▸ **PROBLEM DESCRIPTION**:
Only the lines from the top of the data through the line containing "Shared store client." should be duplicated, exactly as they appear.

(Saved entries)
════

//! Memory store client: ID minting, partial field merge and thread grouping.

use std::sync::Arc;

use chrono::Utc;
use serde::Serialize;
use tracing::{debug, warn};

use crate::error::DatabaseError;
use crate::store::ids::{
    doc_id_from_key, doc_key, generate_doc_id, generate_thread_id, thread_id_from_key, thread_key,
};
use crate::store::memory_backend::InMemoryBackend;
use crate::store::record::{DocumentRecord, MemoryEntry};
use crate::store::traits::MemoryBackend;

/// Placeholder used when an entry carries no source or format.
const UNKNOWN: &str = "unknown";

/// Identifiers resolved by a write, to be reused by follow-up writes.
#[derive(Debug, Clone, PartialEq, Eq, Serialize)]
pub struct RecordIds {
    pub doc_id: String,
    pub thread_id: String,
}

/// Shared store client. Construct once and hand an `Arc` to every
/// component that records provenance.
pub struct MemoryStore {
    backend: Arc<dyn MemoryBackend>,
}

impl MemoryStore {
    pub fn new(backend: Arc<dyn MemoryBackend>) -> Self {
        Self { backend }
    }

    /// Store backed by process memory (tests, dry runs).
    pub fn in_memory() -> Self {
        Self::new(Arc::new(InMemoryBackend::new()))
    }

    /// Log an entry against a record, creating the record and/or thread
    /// when no ID is given.
    ///
    /// A record is appended to its thread only on the write that mints its
    /// `doc_id`. Fields absent from `entry` keep their previous values.
    /// Writes are per field and not atomic.
    pub async fn log(
        &self,
        entry: MemoryEntry,
        doc_id: Option<&str>,
        thread_id: Option<&str>,
    ) -> Result<RecordIds, DatabaseError> {
        let (doc_id, new_record) = match doc_id.filter(|id| !id.is_empty()) {
            Some(id) => (id.to_string(), false),
            None => {
                let source = entry.source.as_deref().unwrap_or(UNKNOWN);
                let format = entry.format.as_deref().unwrap_or(UNKNOWN);
                (generate_doc_id(source, format), true)
            }
        };

        let thread_id = match thread_id.filter(|id| !id.is_empty()) {
            Some(id) => id.to_string(),
            None => generate_thread_id(),
        };

        let key = doc_key(&doc_id);

        if !new_record {
            self.check_membership(&key, &doc_id, &thread_id).await?;
        }

        let timestamp = Utc::now().to_rfc3339();
        let stored = entry
            .into_stored_fields(&timestamp, &thread_id)
            .map_err(|e| DatabaseError::Serialization(e.to_string()))?;

        for (field, value) in &stored {
            self.backend.set_field(&key, field, value).await?;
        }

        if new_record {
            self.backend.push_thread(&thread_key(&thread_id), &key).await?;
        }

        debug!(
            doc_id = %doc_id,
            thread_id = %thread_id,
            fields = stored.len(),
            new_record,
            "Memory entry logged"
        );

        Ok(RecordIds { doc_id, thread_id })
    }

    /// Read a record back. `None` if nothing was ever written under `doc_id`.
    pub async fn get_record(&self, doc_id: &str) -> Result<Option<DocumentRecord>, DatabaseError> {
        let raw = self.backend.get_fields(&doc_key(doc_id)).await?;
        if raw.is_empty() {
            return Ok(None);
        }
        Ok(Some(DocumentRecord::from_fields(doc_id, raw)))
    }

    /// IDs of every record in the store, sorted.
    pub async fn doc_ids(&self) -> Result<Vec<String>, DatabaseError> {
        let keys = self.backend.record_keys().await?;
        Ok(keys
            .iter()
            .filter_map(|key| doc_id_from_key(key))
            .map(str::to_string)
            .collect())
    }

    /// Record keys (`doc:<id>`) of a thread, in arrival order.
    pub async fn thread_keys(&self, thread_id: &str) -> Result<Vec<String>, DatabaseError> {
        self.backend.thread_members(&thread_key(thread_id)).await
    }

    /// Records of a thread, in arrival order.
    pub async fn thread_records(
        &self,
        thread_id: &str,
    ) -> Result<Vec<DocumentRecord>, DatabaseError> {
        let mut records = Vec::new();
        for key in self.thread_keys(thread_id).await? {
            let Some(doc_id) = doc_id_from_key(&key) else {
                warn!(key = %key, "Skipping malformed thread member");
                continue;
            };
            if let Some(record) = self.get_record(doc_id).await? {
                records.push(record);
            }
        }
        Ok(records)
    }

    /// The thread a record was created in. This is the authoritative
    /// membership; a record's stored `thread_id` field may differ.
    pub async fn membership(&self, doc_id: &str) -> Result<Option<String>, DatabaseError> {
        let found = self.backend.find_thread(&doc_key(doc_id)).await?;
        Ok(found.and_then(|key| thread_id_from_key(&key).map(str::to_string)))
    }

    /// Warn when an update is written under a thread other than the one the
    /// record belongs to. The write still goes ahead.
    async fn check_membership(
        &self,
        key: &str,
        doc_id: &str,
        thread_id: &str,
    ) -> Result<(), DatabaseError> {
        if let Some(member_of) = self.backend.find_thread(key).await?
            && member_of != thread_key(thread_id)
        {
            warn!(
                doc_id = %doc_id,
                thread_id = %thread_id,
                member_of = %member_of,
                "Update written under a different thread than the record belongs to; \
                 stored thread_id will diverge from membership"
            );
        }
        Ok(())
    }
}

#[cfg(test)]
mod tests {
    use serde_json::json;

    use super::*;

    fn store() -> MemoryStore {
        MemoryStore::in_memory()
    }

    fn initial_entry() -> MemoryEntry {
        MemoryEntry::new()
            .with_source("order.eml")
            .with_format("Email")
            .with_intent("RFQ")
            .with_urgency("High")
    }

    #[tokio::test]
    async fn new_write_mints_record_and_appends_to_thread() {
        let store = store();
        let ids = store.log(initial_entry(), None, None).await.unwrap();

        assert!(ids.doc_id.starts_with("email_order.eml_"));
        assert!(!ids.thread_id.is_empty());

        let keys = store.thread_keys(&ids.thread_id).await.unwrap();
        assert_eq!(keys, vec![format!("doc:{}", ids.doc_id)]);

        let record = store.get_record(&ids.doc_id).await.unwrap().unwrap();
        assert_eq!(record.intent.as_deref(), Some("RFQ"));
        assert_eq!(record.thread_id.as_deref(), Some(ids.thread_id.as_str()));
        assert!(record.timestamp.is_some());
    }

    #[tokio::test]
    async fn missing_source_and_format_default_to_unknown() {
        let store = store();
        let ids = store
            .log(MemoryEntry::new().with_intent("Other"), None, None)
            .await
            .unwrap();
        assert!(ids.doc_id.starts_with("unknown_unknown_"));
    }

    #[tokio::test]
    async fn update_with_existing_doc_id_does_not_append_again() {
        let store = store();
        let ids = store.log(initial_entry(), None, None).await.unwrap();

        let again = store
            .log(initial_entry(), Some(&ids.doc_id), Some(&ids.thread_id))
            .await
            .unwrap();
        assert_eq!(again, ids);

        let keys = store.thread_keys(&ids.thread_id).await.unwrap();
        assert_eq!(keys.len(), 1);
    }

    #[tokio::test]
    async fn update_merges_without_discarding_fields() {
        let store = store();
        let ids = store.log(initial_entry(), None, None).await.unwrap();

        store
            .log(
                MemoryEntry::new()
                    .with_urgency("Low")
                    .with_field("crm_payload", json!({"priority": "Low"})),
                Some(&ids.doc_id),
                Some(&ids.thread_id),
            )
            .await
            .unwrap();

        let record = store.get_record(&ids.doc_id).await.unwrap().unwrap();
        assert_eq!(record.source.as_deref(), Some("order.eml"));
        assert_eq!(record.format.as_deref(), Some("Email"));
        assert_eq!(record.intent.as_deref(), Some("RFQ"));
        assert_eq!(record.urgency.as_deref(), Some("Low"));
        assert_eq!(
            record.extension_value("crm_payload"),
            Some(json!({"priority": "Low"}))
        );
    }

    #[tokio::test]
    async fn update_without_thread_id_mints_fresh_thread_but_keeps_membership() {
        let store = store();
        let ids = store.log(initial_entry(), None, None).await.unwrap();

        let update = store
            .log(MemoryEntry::new().with_intent("Invoice"), Some(&ids.doc_id), None)
            .await
            .unwrap();
        assert_eq!(update.doc_id, ids.doc_id);
        assert_ne!(update.thread_id, ids.thread_id);

        // The fresh thread never gains the record.
        assert!(store.thread_keys(&update.thread_id).await.unwrap().is_empty());

        // Stored field follows the latest write, membership does not.
        let record = store.get_record(&ids.doc_id).await.unwrap().unwrap();
        assert_eq!(record.thread_id.as_deref(), Some(update.thread_id.as_str()));
        assert_eq!(
            store.membership(&ids.doc_id).await.unwrap().as_deref(),
            Some(ids.thread_id.as_str())
        );
    }

    #[tokio::test]
    async fn caller_supplied_thread_groups_new_records() {
        let store = store();
        let first = store.log(initial_entry(), None, None).await.unwrap();
        let second = store
            .log(initial_entry(), None, Some(&first.thread_id))
            .await
            .unwrap();

        assert_ne!(first.doc_id, second.doc_id);
        let records = store.thread_records(&first.thread_id).await.unwrap();
        let doc_ids: Vec<&str> = records.iter().map(|r| r.doc_id.as_str()).collect();
        assert_eq!(doc_ids, vec![first.doc_id.as_str(), second.doc_id.as_str()]);
    }

    #[tokio::test]
    async fn empty_ids_are_treated_as_absent() {
        let store = store();
        let ids = store.log(initial_entry(), Some(""), Some("")).await.unwrap();
        assert!(!ids.doc_id.is_empty());
        assert_eq!(store.thread_keys(&ids.thread_id).await.unwrap().len(), 1);
    }

    #[tokio::test]
    async fn doc_ids_lists_every_record() {
        let store = store();
        assert!(store.doc_ids().await.unwrap().is_empty());

        let a = store.log(initial_entry(), None, None).await.unwrap();
        let b = store.log(initial_entry(), None, None).await.unwrap();
        store
            .log(MemoryEntry::new().with_urgency("Low"), Some(&a.doc_id), Some(&a.thread_id))
            .await
            .unwrap();

        let mut expected = vec![a.doc_id, b.doc_id];
        expected.sort();
        assert_eq!(store.doc_ids().await.unwrap(), expected);
    }

    #[tokio::test]
    async fn unknown_record_reads_as_none() {
        let store = store();
        assert!(store.get_record("nope").await.unwrap().is_none());
        assert!(store.membership("nope").await.unwrap().is_none());
    }
}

════

▸ **RESULT OF THE TASK**:
//! Memory store client: ID minting, partial field merge and thread grouping.

use std::sync::Arc;

use chrono::Utc;
use serde::Serialize;
use tracing::{debug, warn};

use crate::error::DatabaseError;
use crate::store::ids::{
    doc_id_from_key, doc_key, generate_doc_id, generate_thread_id, thread_id_from_key, thread_key,
};
use crate::store::memory_backend::InMemoryBackend;
use crate::store::record::{DocumentRecord, MemoryEntry};
use crate::store::traits::MemoryBackend;

/// Placeholder used when an entry carries no source or format.
const UNKNOWN: &str = "unknown";

/// Identifiers resolved by a write, to be reused by follow-up writes.
#[derive(Debug, Clone, PartialEq, Eq, Serialize)]
pub struct RecordIds {
    pub doc_id: String,
    pub thread_id: String,
}

/// Shared store client. Construct once and hand an `Arc` to every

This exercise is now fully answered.